Heaven Can Wait
December 15, 2020
Christmas evokes special, lifelong memories for me of my mom simply because it was her very favorite time of the year. We all called her Mimi, the name my son had given her. She could not wait to put up the holiday trees, decorated so beautifully—usually three plus one “Charlie Brown” tree outside on the porch.
During Mimi’s last days with us during the weeks of December, she was in the hospital on a respirator. She wrote me a note asking whether I had put up her trees yet. I responded that I had done so. She wrote about how much she was missing by being in the hospital during this special season. Her hospital room did not have the space to bring much to her, but I obtained a small, ceramic tree with little, colored lights and took it to Mimi. She loved that little tree and wanted it plugged in all the time.
Christmas Eve was difficult for me, but I went to the late-night service at Aldersgate United Methodist with my family and, holding the lighted candle, I prayed that Mom would not leave us on Christmas Day. My prayers were answered, and she seemed to rally when I visited her on Christmas Day. She struggled to hold on, but on December 26th, she lost her battle. I always believed that she lasted that extra day so I would not always have the memory of her passing away on Christmas Day.

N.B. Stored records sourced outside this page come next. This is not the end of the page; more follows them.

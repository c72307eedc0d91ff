//! TOML configuration for a simulator session.
//!
//! Every field has a default, so an absent file or a partial one is valid.
//! Slider definitions are the exception: if a `[sliders]` table is present it
//! must define all three controls.

use std::path::Path;
use std::time::Duration;

use serde::{Deserialize, Serialize};

use crate::client::OfflineModelConfig;
use crate::consts::{LOCAL_API_URL, SERIES_CAPACITY, WHATIF_PREDICT_PATH};
use crate::controller::SequencingPolicy;
use crate::features::SliderSet;
use crate::logging::LogConfig;
use crate::prelude::Result;
use crate::transform::BoostCurve;
use crate::Error;

#[derive(Debug, Clone, Default, Deserialize, Serialize)]
pub struct AppConfig {
    #[serde(default)]
    pub endpoint: EndpointConfig,
    #[serde(default)]
    pub simulation: SimulationConfig,
    #[serde(default)]
    pub sliders: SliderSet,
    #[serde(default)]
    pub offline: OfflineModelConfig,
    #[serde(default)]
    pub logging: LogConfig,
}

#[derive(Debug, Clone, Deserialize, Serialize)]
pub struct EndpointConfig {
    /// Prediction service root, e.g. `http://127.0.0.1:5000`
    #[serde(default = "default_base_url")]
    pub base_url: String,
    /// Path of the what-if prediction route
    #[serde(default = "default_path")]
    pub path: String,
    /// Per-request timeout in milliseconds. Unset means no timeout.
    #[serde(default, skip_serializing_if = "Option::is_none")]
    pub timeout_ms: Option<u64>,
}

fn default_base_url() -> String {
    LOCAL_API_URL.to_string()
}

fn default_path() -> String {
    WHATIF_PREDICT_PATH.to_string()
}

impl Default for EndpointConfig {
    fn default() -> Self {
        Self {
            base_url: default_base_url(),
            path: default_path(),
            timeout_ms: None,
        }
    }
}

impl EndpointConfig {
    pub fn timeout(&self) -> Option<Duration> {
        self.timeout_ms.map(Duration::from_millis)
    }
}

#[derive(Debug, Clone, Deserialize, Serialize)]
pub struct SimulationConfig {
    /// Points kept on the chart
    #[serde(default = "default_series_capacity")]
    pub series_capacity: usize,
    /// How overlapping cycle completions are reconciled
    #[serde(default)]
    pub sequencing: SequencingPolicy,
    /// Presentation boost curve
    #[serde(default)]
    pub boost: BoostCurve,
}

fn default_series_capacity() -> usize {
    SERIES_CAPACITY
}

impl Default for SimulationConfig {
    fn default() -> Self {
        Self {
            series_capacity: default_series_capacity(),
            sequencing: SequencingPolicy::default(),
            boost: BoostCurve::default(),
        }
    }
}

impl AppConfig {
    /// Load from `path`, falling back to defaults when the file does not exist.
    pub fn load(path: impl AsRef<Path>) -> Result<Self> {
        let path = path.as_ref();
        if !path.exists() {
            return Ok(Self::default());
        }
        let content = std::fs::read_to_string(path)?;
        Self::from_toml(&content)
    }

    pub fn from_toml(content: &str) -> Result<Self> {
        toml::from_str(content).map_err(|e| Error::config(e.to_string()))
    }

    pub fn to_toml(&self) -> Result<String> {
        toml::to_string_pretty(self).map_err(|e| Error::config(e.to_string()))
    }

    /// Setup preconditions: all sliders present and sane, usable capacity.
    pub fn validate(&self) -> Result<()> {
        if self.simulation.series_capacity == 0 {
            return Err(Error::InvalidCapacity(0));
        }
        self.sliders.validate()
    }
}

I was, of course, devastated, and in my grief, I gathered her belongings from her hospital room and left. I completely forgot the little ceramic tree, and when I remembered later, I assumed that it had been discarded by the hospital staff. When I unpacked Christmas ornaments for the next two Decembers, I mourned the loss of my mom and her favorite little hospital tree. Then on year three, suddenly the little, white tree prominently appeared in the decorations as if Mom had returned to be with me. To this day (25 years ago this December 26th) I do not know how this little tree made its way back to me, but I treasure it, and it continues to be an important part of my decorations to celebrate the birth of the Christ child.